La historia ha demostrado que el hombre ha elaborado distintas alternativas para salir de su estado de insatisfacción con el mundo. ¿Pero hay un progreso efectivo de la civilización y de la naturaleza humana?
Gottfried Wilhelm Leibniz (1646-1716), matemático y filósofo alemán, escribió el libro “Teodicea” (Justicia de Dios) en el cual trató de justificar el estado de cosas.
Una frase suya a atravesado los siglos y aún hoy suele repetirse: “El mundo tal como está, es el mejor de los mundos posibles; porque entre todas las opciones Dios, por su perfección, tuvo que escoger la mejor”.
Este mundo es óptimo, según el razonamiento de Leibniz, no puede ser mejor de lo que es, por la sencilla razón que así lo creó Dios, que es infinitamente bueno. Incluso el mal hay que juzgarlo, decía, en relación a la totalidad de la obra divina.
Es decir, el mal existe porque era una condición necesaria para la existencia del bien. De esta manera Leibniz se convirtió en el padre del “optimismo” filosófico, según el cual las cosas están bien como están.
Siguiendo este razonamiento, si lo que es, es bueno, entonces, ¿qué sentido tiene querer mejorar el mundo? ¿Qué necesidad habría de cambiarlo todo? ¿Por qué el hombre, a contrapelo de la optimidad del mundo, querría que sea de otro modo?
Los críticos de Leibniz le responden que querer que el mundo no cambie, defender lo que hay, es propio de los conformistas y de los privilegiados, es decir de los que disfrutan de una situación de poder y bienestar.
El escritor portugués José Saramago, así, engloba a los insatisfechos dentro de un sector específico de la humanidad que no se resigna al statu quo. “Los únicos interesados en cambiar el mundo son los pesimista, porque los optimistas están encantados con lo que hay”, escribió.

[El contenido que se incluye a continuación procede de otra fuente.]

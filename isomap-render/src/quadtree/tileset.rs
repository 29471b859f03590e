//! Rendering of individual tiles.

use std::{
    collections::HashSet,
    fmt::{self, Display},
    sync::Arc,
    time::{SystemTime, UNIX_EPOCH},
};

use anyhow::{Context, Result};
use flexstr::SharedStr;
use image::{
    DynamicImage, ExtendedColorType, ImageEncoder, Rgba, RgbaImage,
    codecs::{jpeg::JpegEncoder, png::PngEncoder},
    imageops::{self, FilterType},
};
use isomap_core::{ChunkPos, DiagPos, RegionPos, TilePath};
use log::{debug, trace, warn};

use super::{
    ImageFormat, ImageSettings,
    layout::{HALF_TILE_SIZE, TILE_SIZE, TileRect},
};
use crate::{
    optimize::ImageOptimizer,
    poi::{PoiEvent, PoiSender, PointOfInterest},
    region::{ChunkLookup, RegionStore},
    render_mode::ChunkRenderer,
    tile_store::TileStore,
};

/// What happened to a tile during a render job.
#[derive(Clone, Copy, Debug, PartialEq, Eq)]
pub enum TileOutcome {
    /// the tile is up to date
    Skipped,
    /// a new image has been written
    Written,
    /// there's nothing to show anymore and the old image has been deleted
    Removed,
    /// there's nothing to show and there was no image
    Empty,
}

/// Render a leaf tile from the chunks below it.
#[derive(Clone, Debug, PartialEq, Eq)]
pub struct LeafJob {
    pub tree: usize,
    pub path: TilePath,
    pub rect: TileRect,
}

/// Compose an interior tile from its four children.
#[derive(Clone, Debug, PartialEq, Eq)]
pub struct ComposedJob {
    pub tree: usize,
    pub path: TilePath,
}

/// The per-worker collaborators needed to render leaf tiles.
pub struct LeafContext<'ctx> {
    pub regions: &'ctx mut RegionStore,
    pub renderer: &'ctx dyn ChunkRenderer,
    pub events: &'ctx PoiSender,
}

/// The immutable part of a quadtree which is shared with all workers.
pub struct Tileset {
    pub(super) tree: usize,
    pub(super) name: SharedStr,
    pub(super) mode: SharedStr,
    pub(super) depth: u32,
    pub(super) store: Arc<dyn TileStore>,
    pub(super) image: ImageSettings,
    pub(super) force: bool,
    pub(super) region_list: Option<HashSet<RegionPos>>,
    pub(super) optimizer: Option<ImageOptimizer>,
}

impl Display for Tileset {
    fn fmt(&self, formatter: &mut fmt::Formatter<'_>) -> fmt::Result {
        write!(formatter, "{} ({})", self.name, self.mode)
    }
}

fn seconds_since_epoch(time: SystemTime) -> u64 {
    time.duration_since(UNIX_EPOCH)
        .map_or(0, |duration| duration.as_secs())
}

impl Tileset {
    /// The stable index of the quadtree within its render run.
    #[must_use]
    pub fn tree(&self) -> usize {
        self.tree
    }

    #[must_use]
    pub fn name(&self) -> &SharedStr {
        &self.name
    }

    /// Name of the render mode the tiles are drawn with.
    #[must_use]
    pub fn mode(&self) -> &SharedStr {
        &self.mode
    }

    #[must_use]
    pub fn depth(&self) -> u32 {
        self.depth
    }

    #[must_use]
    pub fn store(&self) -> &Arc<dyn TileStore> {
        &self.store
    }

    #[must_use]
    pub fn image_settings(&self) -> ImageSettings {
        self.image
    }

    fn format(&self) -> ImageFormat {
        self.image.format
    }

    fn canvas(&self) -> RgbaImage {
        RgbaImage::from_pixel(TILE_SIZE, TILE_SIZE, Rgba(self.image.background.0))
    }

    /// Renders a leaf tile from all chunks which are visible on it.
    ///
    /// The tile is skipped if it's newer than every chunk it shows, and deleted if there's no
    /// chunk left to show.
    ///
    /// # Errors
    ///
    /// Fails if the tile store fails, or if an event can't be delivered. Broken chunks are
    /// skipped.
    pub fn render_leaf_tile(
        &self,
        job: &LeafJob,
        context: &mut LeafContext<'_>,
    ) -> Result<TileOutcome> {
        let path = &job.path;
        let format = self.format();
        let modified = self.store.modified(path, format)?;

        let mut chunks: Vec<(DiagPos, ChunkPos)> = Vec::new();
        for (diag, chunk) in job.rect.candidates() {
            let region = RegionStore::region_coords_from_chunk(chunk);
            if !context.regions.has_region(region) {
                continue;
            }
            if context.regions.chunk_timestamp(chunk).is_some() {
                chunks.push((diag, chunk));
            }
        }

        if chunks.is_empty() {
            if self.store.remove(path, format)? {
                debug!("{self}: removed tile {path} without chunks");
                return Ok(TileOutcome::Removed);
            }
            return Ok(TileOutcome::Empty);
        }

        let rerender = self.force
            || modified.is_none_or(|tile_time| self.any_chunk_newer(&chunks, tile_time, context));
        if !rerender {
            trace!("{self}: tile {path} is up to date");
            return Ok(TileOutcome::Skipped);
        }

        let mut canvas = self.canvas();
        for &(diag, chunk) in &chunks {
            match context.regions.get_chunk(chunk) {
                ChunkLookup::Found(data) => {
                    let origin = job.rect.chunk_origin(diag);
                    if let Err(error) = context.renderer.render_chunk(&data, &mut canvas, origin) {
                        warn!("{self}: could not render chunk {chunk}: {error:#}");
                        continue;
                    }
                    context.events.send(self.tree, PoiEvent::RemovePoi(chunk))?;
                    for sign in data.signs() {
                        let poi = PointOfInterest::sign(chunk, sign);
                        context.events.send(self.tree, PoiEvent::NewPoi(poi))?;
                    }
                }
                // corrupt chunks have already been reported by the region store
                ChunkLookup::NotFound | ChunkLookup::Corrupt => {}
            }
        }

        self.save(path, canvas)?;
        Ok(TileOutcome::Written)
    }

    /// Check whether any chunk has been modified after the tile has been written.
    ///
    /// Only regions in the region list are considered, if there is one.
    fn any_chunk_newer(
        &self,
        chunks: &[(DiagPos, ChunkPos)],
        tile_time: SystemTime,
        context: &mut LeafContext<'_>,
    ) -> bool {
        let tile_seconds = seconds_since_epoch(tile_time);
        chunks.iter().any(|&(_, chunk)| {
            let region = RegionStore::region_coords_from_chunk(chunk);
            if self
                .region_list
                .as_ref()
                .is_some_and(|list| !list.contains(&region))
            {
                return false;
            }
            // the region file's age rules out most chunks without looking at them
            if context
                .regions
                .region_mtime(region)
                .is_none_or(|region_time| region_time <= tile_time)
            {
                return false;
            }
            context
                .regions
                .chunk_timestamp(chunk)
                .is_some_and(|timestamp| u64::from(timestamp) > tile_seconds)
        })
    }

    /// Renders an interior tile by scaling down and stitching its four children.
    ///
    /// Missing children leave their quadrant blank. If no child exists, the tile is deleted.
    ///
    /// # Errors
    ///
    /// Fails if the tile store fails. Unreadable children are skipped.
    pub fn render_composed_tile(&self, path: &TilePath) -> Result<TileOutcome> {
        let format = self.format();
        let modified = self.store.modified(path, format)?;

        let mut children = Vec::with_capacity(4);
        let mut rerender = self.force || modified.is_none();
        for (quadrant, child) in path.children().into_iter().enumerate() {
            if let Some(child_time) = self.store.modified(&child, format)? {
                if modified.is_some_and(|tile_time| child_time > tile_time) {
                    rerender = true;
                }
                children.push((quadrant, child));
            }
        }

        if children.is_empty() {
            if self.store.remove(path, format)? {
                debug!("{self}: removed tile {path} without children");
                return Ok(TileOutcome::Removed);
            }
            return Ok(TileOutcome::Empty);
        }
        if !rerender {
            trace!("{self}: tile {path} is up to date");
            return Ok(TileOutcome::Skipped);
        }

        let mut canvas = self.canvas();
        for (quadrant, child) in children {
            let image = match self.load_image(&child) {
                Ok(image) => image,
                Err(error) => {
                    warn!("{self}: could not load tile {child}; it may be corrupt: {error:#}");
                    continue;
                }
            };
            let scaled =
                imageops::resize(&image, HALF_TILE_SIZE, HALF_TILE_SIZE, FilterType::Lanczos3);
            let x = if quadrant & 1 == 0 { 0 } else { HALF_TILE_SIZE };
            let y = if quadrant & 2 == 0 { 0 } else { HALF_TILE_SIZE };
            // plain copy, the children already contain the background
            imageops::replace(&mut canvas, &scaled, i64::from(x), i64::from(y));
        }

        self.save(path, canvas)?;
        Ok(TileOutcome::Written)
    }

    fn load_image(&self, path: &TilePath) -> Result<RgbaImage> {
        let bytes = self.store.read(path, self.format())?;
        Ok(image::load_from_memory(&bytes)?.into_rgba8())
    }

    fn encode(&self, canvas: RgbaImage) -> Result<Vec<u8>> {
        let mut bytes = Vec::new();
        match self.image.format {
            ImageFormat::Png => {
                PngEncoder::new(&mut bytes).write_image(
                    canvas.as_raw(),
                    canvas.width(),
                    canvas.height(),
                    ExtendedColorType::Rgba8,
                )?;
            }
            ImageFormat::Jpg => {
                let rgb = DynamicImage::ImageRgba8(canvas).into_rgb8();
                JpegEncoder::new_with_quality(&mut bytes, self.image.quality)
                    .encode_image(&rgb)?;
            }
        }
        Ok(bytes)
    }

    fn save(&self, path: &TilePath, canvas: RgbaImage) -> Result<()> {
        let format = self.format();
        let bytes = self
            .encode(canvas)
            .with_context(|| format!("encoding tile {path}"))?;
        self.store.write(path, format, &bytes)?;
        if let (Some(optimizer), ImageFormat::Png) = (&self.optimizer, format) {
            if let Some(local) = self.store.local_path(path, format) {
                optimizer.optimize(&local);
            }
        }
        trace!("{self}: wrote tile {path}");
        Ok(())
    }
}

Es decir, es necesario ser un inconformista o sentirse víctima de alguna injusticia, para querer modificar el entorno. La concepción utópica abreva en esta insatisfacción y en la creencia de que no está todo dicho.
Son los que postulan que el progreso de la humanidad es posible y en función de esta creencia proclaman que hay que cambiar el mundo, porque el horizonte está abierto, la plenitud espera y hay que luchar para llegar allí.
Pero, por otro lado, decir que éste es “el peor de los mundos posibles”, invirtiendo así la tesis leibniziana, también nos conduciría a un quietismo filosófico y político respecto de la marcha del mundo y la historia.
Aquí la insatisfacción no habilita al cambio sino que lo suprime. Es un pesimismo (del latín pessimum, “lo peor”), que lleva a sostener que querer mejorar las cosas resulta una insensatez porque la desdicha humana es incurable.
En Argentina Enrique Santos Discépolo, autor de tangos memorables como “Cambalache”, aparece como poeta atormentado por el pesimismo y la idea metafísica de que no hay progreso sino un eterno retorno de lo mismo.
“Que el mundo fue y será una porquería, ya lo sé”, reza el tango discepoliano cuya carga pesimista ignora cualquier futuro luminoso.
Es propio del pensamiento de las grandes religiones (sobre todo orientales) postular que la naturaleza humana nunca cambia realmente, porque la pobreza y la violencia son partes inseparables de este mundo, y en este sentido es un riesgo inventarse ilusiones sobre paraísos terrenales.
Desde aquí se dice que sufrir y soportar los sufrimientos es el destino de la humanidad. Por tanto –se razona- por más que lo intenten los hombres, ninguna fuerza ni ningún artificio logrará desterrar de la vida humana los males y los infortunios que la acosan.